Speech by Jiang Jianguo at Chinese-Swiss Media Symposium
Media has responsibility to tell China's story
Jiang Jianguo, Minister of the State Council Information Office of the People's Republic of China
Editor's note: Jiang Jianguo, minister of the State Council Information Office of the People's Republic China, delivered a speech at Chinese-Swiss Media Symposium in Geneva, on Tuesday. Below is the full text:
Distinguished friends from the Chinese and Swiss media,
Good morning! It is a great pleasure to come to scenic and picturesque Switzerland. All of our Swiss media friends present have long closely observed and covered China and made important contributions to enhancing the friendship between the Chinese and Swiss people. Here, I would like to extend to you all great respect and sincere gratitude on behalf of the State Council Information Office of the People's Republic of China.
As all of you know, Chinese President Xi Jinping is about to pay a visit to Switzerland. The visit will be the first to Switzerland by a Chinese head of state for 17 years and it will serve as the starting point for China's diplomacy in 2017. President Xi will not only pay a state visit to Switzerland, he will also attend the World Economic Forum Annual Meeting, visit the UN headquarters in Geneva and the headquarters of the World Health Organization and the International Olympic Committee. During the visit, President Xi will elaborate on China's new concepts, new policies and new measures on ties with Switzerland during the new period, explicitly present China's policy proposals and important advocacies on improving global economic governance and pushing forward economic globalization to enhance international consensuses, and push for the building of a community of shared destiny for all humankind. It is the media's role to focus on important international events and disseminate influential news. I hope you will all put your focus on President Xi's visit to satisfy to the utmost extent people's desire for information about the visit, not only in Switzerland but also in Europe and around the world.

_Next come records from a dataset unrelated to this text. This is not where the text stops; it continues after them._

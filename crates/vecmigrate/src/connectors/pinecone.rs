//! Pinecone connector.
//!
//! Pinecone splits its API in two: the control plane (index metadata and
//! creation) and a per-index data plane whose host is reported by the control
//! plane. The data-plane host is resolved once per connector and cached.

use async_trait::async_trait;
use reqwest::{Client, Method, RequestBuilder};
use serde::{Deserialize, Serialize};
use std::collections::HashMap;
use std::time::Duration;
use tokio::sync::OnceCell;
use tracing::{debug, info};

use crate::config::PineconeConfig;
use crate::connectors::common::{
    check_response, create_http_client, decode_json, normalize_base_url, transport_error, Side,
};
use crate::connectors::{
    CollectionDescriptor, CollectionScope, DestinationWriter, IdPage, MigrationItem, Payload,
    SourceDescription, SourceReader,
};
use crate::error::{Error, Result};
use crate::schema::{translate_metric, Backend, DistanceMetric};

/// API version sent with every request.
pub const API_VERSION: &str = "2024-07";

/// Page size for `vectors/list`.
const LIST_LIMIT: usize = 100;

/// Ids per `vectors/fetch` request; they travel in the query string.
const FETCH_CHUNK: usize = 100;

/// How often a freshly created index is polled for readiness.
const READY_POLL_ATTEMPTS: u32 = 60;
const READY_POLL_INTERVAL: Duration = Duration::from_secs(1);

#[derive(Debug, Deserialize)]
struct IndexModel {
    #[serde(default)]
    dimension: Option<usize>,
    metric: String,
    #[serde(default)]
    host: Option<String>,
    #[serde(default)]
    status: Option<IndexStatus>,
}

#[derive(Debug, Deserialize)]
struct IndexStatus {
    #[serde(default)]
    ready: bool,
    #[serde(default)]
    state: Option<String>,
}

#[derive(Debug, Serialize)]
struct CreateIndexRequest<'a> {
    name: &'a str,
    dimension: usize,
    metric: &'static str,
    spec: serde_json::Value,
}

#[derive(Debug, Deserialize)]
struct ListResponse {
    #[serde(default)]
    vectors: Vec<ListedVector>,
    #[serde(default)]
    pagination: Option<Pagination>,
}

#[derive(Debug, Deserialize)]
struct ListedVector {
    id: String,
}

#[derive(Debug, Deserialize)]
struct Pagination {
    #[serde(default)]
    next: Option<String>,
}

#[derive(Debug, Deserialize)]
struct FetchResponse {
    #[serde(default)]
    vectors: HashMap<String, FetchedVector>,
}

#[derive(Debug, Deserialize)]
struct FetchedVector {
    id: String,
    #[serde(default)]
    values: Vec<f32>,
    #[serde(default)]
    metadata: Option<Payload>,
}

#[derive(Debug, Serialize)]
struct UpsertRequest<'a> {
    vectors: Vec<UpsertVector<'a>>,
    #[serde(skip_serializing_if = "Option::is_none")]
    namespace: Option<&'a str>,
}

#[derive(Debug, Serialize)]
struct UpsertVector<'a> {
    id: &'a str,
    values: &'a [f32],
    #[serde(skip_serializing_if = "Option::is_none")]
    metadata: Option<&'a Payload>,
}

#[derive(Debug, Deserialize)]
#[serde(rename_all = "camelCase")]
struct UpsertResponse {
    #[serde(default)]
    upserted_count: usize,
}

#[derive(Debug, Deserialize)]
#[serde(rename_all = "camelCase")]
struct IndexStats {
    #[serde(default)]
    namespaces: HashMap<String, NamespaceStats>,
    #[serde(default)]
    total_vector_count: u64,
}

#[derive(Debug, Deserialize)]
#[serde(rename_all = "camelCase")]
struct NamespaceStats {
    #[serde(default)]
    vector_count: u64,
}

/// Pinecone connector.
pub struct PineconeConnector {
    config: PineconeConfig,
    client: Client,
    controller_url: String,
    host: OnceCell<String>,
}

impl PineconeConnector {
    /// Creates a new Pinecone connector with configured HTTP client.
    pub fn new(config: PineconeConfig, timeout: Duration) -> Self {
        let controller_url = normalize_base_url(&config.controller_url);
        let host = match &config.host {
            Some(h) => OnceCell::new_with(Some(normalize_base_url(h))),
            None => OnceCell::new(),
        };
        Self {
            config,
            client: create_http_client(timeout),
            controller_url,
            host,
        }
    }

    fn request(&self, method: Method, url: &str) -> RequestBuilder {
        self.client
            .request(method, url)
            .header("Api-Key", &self.config.api_key)
            .header("X-Pinecone-API-Version", API_VERSION)
    }

    async fn describe_index(&self, index: &str, side: Side) -> Result<Option<IndexModel>> {
        let url = format!("{}/indexes/{}", self.controller_url, index);
        let response = self
            .request(Method::GET, &url)
            .send()
            .await
            .map_err(|e| transport_error(e, "Pinecone", side))?;

        if response.status().as_u16() == 404 {
            return Ok(None);
        }

        let response = check_response(response, "Pinecone", side).await?;
        let model = decode_json(response, "Pinecone index", side).await?;
        Ok(Some(model))
    }

    /// Data-plane base URL of the index.
    async fn host(&self, index: &str, side: Side) -> Result<&str> {
        let host = self
            .host
            .get_or_try_init(|| async {
                let model = self
                    .describe_index(index, side)
                    .await?
                    .ok_or_else(|| not_found(index, side))?;
                model
                    .host
                    .map(|h| normalize_base_url(&h))
                    .ok_or_else(|| not_found(index, side))
            })
            .await?;
        Ok(host.as_str())
    }

    async fn stats(&self, scope: &CollectionScope, side: Side) -> Result<IndexStats> {
        let url = format!("{}/describe_index_stats", self.host(&scope.collection, side).await?);
        let response = self
            .request(Method::POST, &url)
            .json(&serde_json::json!({}))
            .send()
            .await
            .map_err(|e| transport_error(e, "Pinecone", side))?;
        let response = check_response(response, "Pinecone", side).await?;
        decode_json(response, "Pinecone stats", side).await
    }

    async fn wait_until_ready(&self, index: &str) -> Result<IndexModel> {
        for attempt in 0..READY_POLL_ATTEMPTS {
            if let Some(model) = self.describe_index(index, Side::Destination).await? {
                if model.status.as_ref().is_some_and(|s| s.ready) {
                    return Ok(model);
                }
                debug!(
                    "Pinecone index '{}' not ready (state {:?}), attempt {}",
                    index,
                    model.status.as_ref().and_then(|s| s.state.as_deref()),
                    attempt + 1
                );
            }
            tokio::time::sleep(READY_POLL_INTERVAL).await;
        }
        Err(Error::DestinationConnection(format!(
            "Pinecone index '{}' did not become ready",
            index
        )))
    }
}

fn not_found(index: &str, side: Side) -> Error {
    let message = format!("Pinecone index '{}' not found", index);
    match side {
        Side::Source => Error::SourceConnection(message),
        Side::Destination => Error::DestinationConnection(message),
    }
}

fn namespace_count(stats: &IndexStats, namespace: Option<&str>) -> u64 {
    match namespace {
        Some(ns) => stats.namespaces.get(ns).map_or(0, |n| n.vector_count),
        None => stats.total_vector_count,
    }
}

#[async_trait]
impl SourceReader for PineconeConnector {
    fn backend(&self) -> Backend {
        Backend::Pinecone
    }

    async fn describe(&self, scope: &CollectionScope) -> Result<SourceDescription> {
        let model = self
            .describe_index(&scope.collection, Side::Source)
            .await?
            .ok_or_else(|| not_found(&scope.collection, Side::Source))?;
        if let Some(host) = &model.host {
            // Ignored when a host was configured explicitly.
            let _ = self.host.set(normalize_base_url(host));
        }

        let stats = self.stats(scope, Side::Source).await?;

        Ok(SourceDescription {
            source_type: "pinecone".to_string(),
            collection: scope.collection.clone(),
            dimension: model.dimension,
            metric: Some(model.metric),
            total_count: Some(namespace_count(&stats, scope.namespace.as_deref())),
        })
    }

    async fn list_ids(&self, scope: &CollectionScope, cursor: Option<String>) -> Result<IdPage> {
        let url = format!("{}/vectors/list", self.host(&scope.collection, Side::Source).await?);

        let mut query: Vec<(&str, String)> = vec![("limit", LIST_LIMIT.to_string())];
        if let Some(ns) = &scope.namespace {
            query.push(("namespace", ns.clone()));
        }
        if let Some(token) = cursor {
            query.push(("paginationToken", token));
        }

        let response = self
            .request(Method::GET, &url)
            .query(&query)
            .send()
            .await
            .map_err(|e| transport_error(e, "Pinecone", Side::Source))?;
        let response = check_response(response, "Pinecone", Side::Source).await?;
        let listed: ListResponse = decode_json(response, "Pinecone list", Side::Source).await?;

        debug!("Pinecone list returned {} ids", listed.vectors.len());

        Ok(IdPage {
            ids: listed.vectors.into_iter().map(|v| v.id).collect(),
            next_cursor: listed
                .pagination
                .and_then(|p| p.next)
                .filter(|t| !t.is_empty()),
        })
    }

    async fn fetch(
        &self,
        scope: &CollectionScope,
        ids: &[String],
    ) -> Result<HashMap<String, MigrationItem>> {
        let url = format!("{}/vectors/fetch", self.host(&scope.collection, Side::Source).await?);

        let mut items = HashMap::with_capacity(ids.len());
        for chunk in ids.chunks(FETCH_CHUNK) {
            let mut query: Vec<(&str, &str)> =
                chunk.iter().map(|id| ("ids", id.as_str())).collect();
            if let Some(ns) = &scope.namespace {
                query.push(("namespace", ns.as_str()));
            }

            let response = self
                .request(Method::GET, &url)
                .query(&query)
                .send()
                .await
                .map_err(|e| transport_error(e, "Pinecone", Side::Source))?;
            let response = check_response(response, "Pinecone", Side::Source).await?;
            let fetched: FetchResponse =
                decode_json(response, "Pinecone fetch", Side::Source).await?;

            items.extend(fetched.vectors.into_values().map(|v| {
                (
                    v.id.clone(),
                    MigrationItem {
                        id: v.id,
                        vector: v.values,
                        payload: v.metadata.unwrap_or_default(),
                    },
                )
            }));
        }
        Ok(items)
    }
}

#[async_trait]
impl DestinationWriter for PineconeConnector {
    fn backend(&self) -> Backend {
        Backend::Pinecone
    }

    async fn get_collection(
        &self,
        scope: &CollectionScope,
    ) -> Result<Option<CollectionDescriptor>> {
        let Some(model) = self
            .describe_index(&scope.collection, Side::Destination)
            .await?
        else {
            return Ok(None);
        };

        let dimension = model.dimension.ok_or_else(|| {
            Error::DestinationConnection(format!(
                "Pinecone index '{}' reports no dimension",
                scope.collection
            ))
        })?;

        Ok(Some(CollectionDescriptor {
            name: scope.collection.clone(),
            dimension,
            metric: translate_metric(Backend::Pinecone, &model.metric)?,
        }))
    }

    async fn create_collection(
        &self,
        scope: &CollectionScope,
        dimension: usize,
        metric: DistanceMetric,
    ) -> Result<CollectionDescriptor> {
        let url = format!("{}/indexes", self.controller_url);
        let body = CreateIndexRequest {
            name: &scope.collection,
            dimension,
            metric: metric.vocabulary(Backend::Pinecone),
            spec: serde_json::json!({
                "serverless": {"cloud": self.config.cloud, "region": self.config.region}
            }),
        };

        let response = self
            .request(Method::POST, &url)
            .json(&body)
            .send()
            .await
            .map_err(|e| transport_error(e, "Pinecone", Side::Destination))?;
        check_response(response, "Pinecone", Side::Destination).await?;

        let model = self.wait_until_ready(&scope.collection).await?;
        if let Some(host) = &model.host {
            let _ = self.host.set(normalize_base_url(host));
        }

        info!(
            "Created Pinecone index '{}' ({}D, {})",
            scope.collection, dimension, metric
        );

        Ok(CollectionDescriptor {
            name: scope.collection.clone(),
            dimension,
            metric,
        })
    }

    async fn write_batch(&self, scope: &CollectionScope, items: &[MigrationItem]) -> Result<usize> {
        let url = format!(
            "{}/vectors/upsert",
            self.host(&scope.collection, Side::Destination).await?
        );
        let body = UpsertRequest {
            vectors: items
                .iter()
                .map(|item| UpsertVector {
                    id: &item.id,
                    values: &item.vector,
                    metadata: (!item.payload.is_empty()).then_some(&item.payload),
                })
                .collect(),
            namespace: scope.namespace.as_deref(),
        };

        let response = self
            .request(Method::POST, &url)
            .json(&body)
            .send()
            .await
            .map_err(|e| transport_error(e, "Pinecone", Side::Destination))?;
        let response = check_response(response, "Pinecone", Side::Destination).await?;
        let upserted: UpsertResponse =
            decode_json(response, "Pinecone upsert", Side::Destination).await?;

        Ok(upserted.upserted_count)
    }

    async fn count(&self, scope: &CollectionScope) -> Result<u64> {
        let stats = self.stats(scope, Side::Destination).await?;
        Ok(namespace_count(&stats, scope.namespace.as_deref()))
    }
}

#[cfg(test)]
#[path = "pinecone_tests.rs"]
mod tests;
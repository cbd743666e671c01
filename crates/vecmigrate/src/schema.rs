//! Schema translation between backends.
//!
//! Everything here is pure: metric vocabularies, payload reshaping and
//! payload field renames. Connectors call into this module but it never
//! calls back out.

use serde::{Deserialize, Serialize};
use serde_json::Value;
use std::collections::HashMap;
use std::fmt;

use crate::connectors::{MigrationItem, Payload};
use crate::error::{Error, Result};

/// Payload key holding the Chroma document text.
pub const DOCUMENT_FIELD: &str = "document";

/// Supported vector database backends.
#[derive(Debug, Clone, Copy, PartialEq, Eq, Hash, Serialize, Deserialize)]
#[serde(rename_all = "lowercase")]
pub enum Backend {
    /// Pinecone (serverless or pod indexes).
    Pinecone,
    /// Qdrant.
    Qdrant,
    /// `ChromaDB` (v2 REST API).
    #[serde(rename = "chromadb")]
    ChromaDB,
}

impl Backend {
    /// Lowercase name used in configuration and messages.
    #[must_use]
    pub fn name(self) -> &'static str {
        match self {
            Self::Pinecone => "pinecone",
            Self::Qdrant => "qdrant",
            Self::ChromaDB => "chromadb",
        }
    }

    /// Parses a backend name, case-insensitively.
    pub fn parse(name: &str) -> Result<Self> {
        match name.to_lowercase().as_str() {
            "pinecone" => Ok(Self::Pinecone),
            "qdrant" => Ok(Self::Qdrant),
            "chroma" | "chromadb" => Ok(Self::ChromaDB),
            other => Err(Error::Config(format!(
                "Unknown backend '{}'. Supported: pinecone, qdrant, chromadb",
                other
            ))),
        }
    }
}

impl fmt::Display for Backend {
    fn fmt(&self, f: &mut fmt::Formatter<'_>) -> fmt::Result {
        f.write_str(self.name())
    }
}

/// Distance metric of a collection, independent of backend vocabulary.
#[derive(Debug, Clone, Copy, PartialEq, Eq, Serialize, Deserialize)]
#[serde(rename_all = "lowercase")]
pub enum DistanceMetric {
    /// Cosine similarity.
    Cosine,
    /// Euclidean (L2) distance.
    Euclidean,
    /// Dot product.
    #[serde(rename = "dotproduct")]
    DotProduct,
}

impl DistanceMetric {
    /// Canonical lowercase name, as reported in migration results.
    #[must_use]
    pub fn as_str(self) -> &'static str {
        match self {
            Self::Cosine => "cosine",
            Self::Euclidean => "euclidean",
            Self::DotProduct => "dotproduct",
        }
    }

    /// The metric's name in a backend's own vocabulary.
    #[must_use]
    pub fn vocabulary(self, backend: Backend) -> &'static str {
        match (backend, self) {
            (Backend::Pinecone, Self::Cosine) => "cosine",
            (Backend::Pinecone, Self::Euclidean) => "euclidean",
            (Backend::Pinecone, Self::DotProduct) => "dotproduct",
            (Backend::Qdrant, Self::Cosine) => "Cosine",
            (Backend::Qdrant, Self::Euclidean) => "Euclid",
            (Backend::Qdrant, Self::DotProduct) => "Dot",
            (Backend::ChromaDB, Self::Cosine) => "cosine",
            (Backend::ChromaDB, Self::Euclidean) => "l2",
            (Backend::ChromaDB, Self::DotProduct) => "ip",
        }
    }
}

impl fmt::Display for DistanceMetric {
    fn fmt(&self, f: &mut fmt::Formatter<'_>) -> fmt::Result {
        f.write_str(self.as_str())
    }
}

/// Translates a metric name reported by `backend` into a [`DistanceMetric`].
///
/// Matching is case-insensitive. Unknown names are an
/// [`Error::UnsupportedMetric`]; there is no default.
pub fn translate_metric(backend: Backend, source_metric: &str) -> Result<DistanceMetric> {
    let metric = source_metric.trim().to_lowercase();
    let translated = match (backend, metric.as_str()) {
        (Backend::Pinecone, "cosine") => DistanceMetric::Cosine,
        (Backend::Pinecone, "euclidean") => DistanceMetric::Euclidean,
        (Backend::Pinecone, "dotproduct") => DistanceMetric::DotProduct,
        (Backend::Qdrant, "cosine") => DistanceMetric::Cosine,
        (Backend::Qdrant, "euclid") => DistanceMetric::Euclidean,
        (Backend::Qdrant, "dot") => DistanceMetric::DotProduct,
        (Backend::ChromaDB, "cosine") => DistanceMetric::Cosine,
        (Backend::ChromaDB, "l2") => DistanceMetric::Euclidean,
        (Backend::ChromaDB, "ip") => DistanceMetric::DotProduct,
        _ => return Err(Error::unsupported_metric(backend.name(), source_metric)),
    };
    Ok(translated)
}

/// Reshapes a payload to what the destination backend accepts.
///
/// Qdrant takes arbitrary JSON. Chroma metadata values must be scalars, and
/// Pinecone metadata allows scalars and lists of strings; anything else is
/// stored as its JSON text. Nulls are dropped for both.
#[must_use]
pub fn translate_payload(destination: Backend, payload: Payload) -> Payload {
    match destination {
        Backend::Qdrant => payload,
        Backend::ChromaDB => payload
            .into_iter()
            .filter(|(_, v)| !v.is_null())
            .map(|(k, v)| match v {
                Value::Array(_) | Value::Object(_) => (k, Value::String(v.to_string())),
                scalar => (k, scalar),
            })
            .collect(),
        Backend::Pinecone => payload
            .into_iter()
            .filter(|(_, v)| !v.is_null())
            .map(|(k, v)| match v {
                Value::Array(ref items) if items.iter().all(Value::is_string) => (k, v),
                Value::Array(_) | Value::Object(_) => (k, Value::String(v.to_string())),
                scalar => (k, scalar),
            })
            .collect(),
    }
}

/// Document text for backends with a distinguished text field.
///
/// Returns an empty string when the payload has no textual document.
#[must_use]
pub fn document_for(payload: &Payload) -> String {
    match payload.get(DOCUMENT_FIELD) {
        Some(Value::String(text)) => text.clone(),
        _ => String::new(),
    }
}

/// Applies payload field renames and destination reshaping to items.
#[derive(Debug, Clone)]
pub struct Translator {
    destination: Backend,
    field_mappings: HashMap<String, String>,
}

impl Translator {
    /// Creates a translator for `destination` with `source_field -> dest_field` renames.
    #[must_use]
    pub fn new(destination: Backend, field_mappings: HashMap<String, String>) -> Self {
        Self {
            destination,
            field_mappings,
        }
    }

    /// Translates one item. The id and vector pass through untouched.
    #[must_use]
    pub fn translate_item(&self, item: MigrationItem) -> MigrationItem {
        let payload = self.rename_fields(item.payload);
        MigrationItem {
            id: item.id,
            vector: item.vector,
            payload: translate_payload(self.destination, payload),
        }
    }

    /// Translates a batch of items.
    #[must_use]
    pub fn translate_batch(&self, items: Vec<MigrationItem>) -> Vec<MigrationItem> {
        items
            .into_iter()
            .map(|item| self.translate_item(item))
            .collect()
    }

    fn rename_fields(&self, payload: Payload) -> Payload {
        if self.field_mappings.is_empty() {
            return payload;
        }

        let mut renamed = Payload::with_capacity(payload.len());
        let mut mapped = Vec::new();
        for (key, value) in payload {
            match self.field_mappings.get(&key) {
                Some(target) => mapped.push((target.clone(), value)),
                None => {
                    renamed.insert(key, value);
                }
            }
        }
        // Renamed fields win over an existing field of the same name.
        renamed.extend(mapped);
        renamed
    }
}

Dear friends, the World Economic Forum has long been known as the "world's economic wind vane" and since China's economic development is a wind that blows others along with it, there is a great interest in how strongly it is blowing every year at the forum. Here, I would like to take this opportunity to brief you about China's economic situation and share with you some of my views:
First, China's economic development still enjoys a bright future. China's economy has entered a new normal in which its growth has decelerated and its annual growth rate has slowed to between 6.5 and 7 percent. Despite its slower growth rate, given that its economic aggregate has exceeded $10 trillion, China's newly created economic output every year will still be tantamount to that of a middle-sized country if maintained. Now, China's economy is within a reasonable growth range and the country is refraining from pursuing fast economic growth in favor of more-sustainable growth. That has helped China ease its previously strained supply-demand relations and mitigated the heavy burden on its resources and environment. The health of the country's finance guarantees normal economic operations, and with its stable society the country has been able to mobilize all its available resources to advance its economic structural adjustments. Here I would like to offer some data to demonstrate the tangible achievements made by China in its bid for economic structural adjustments. The growth of the service sector meant that in the first three quarters of 2016 it contributed 58.5 percent to China's national economy, and it became a major engine of the country's economic growth. Consumption contributed 71 percent to the growth of China's gross domestic product and its role in this regard has further risen; emerging industries of strategic importance and the high-tech sectors have maintained an average growth of more than 10 percent.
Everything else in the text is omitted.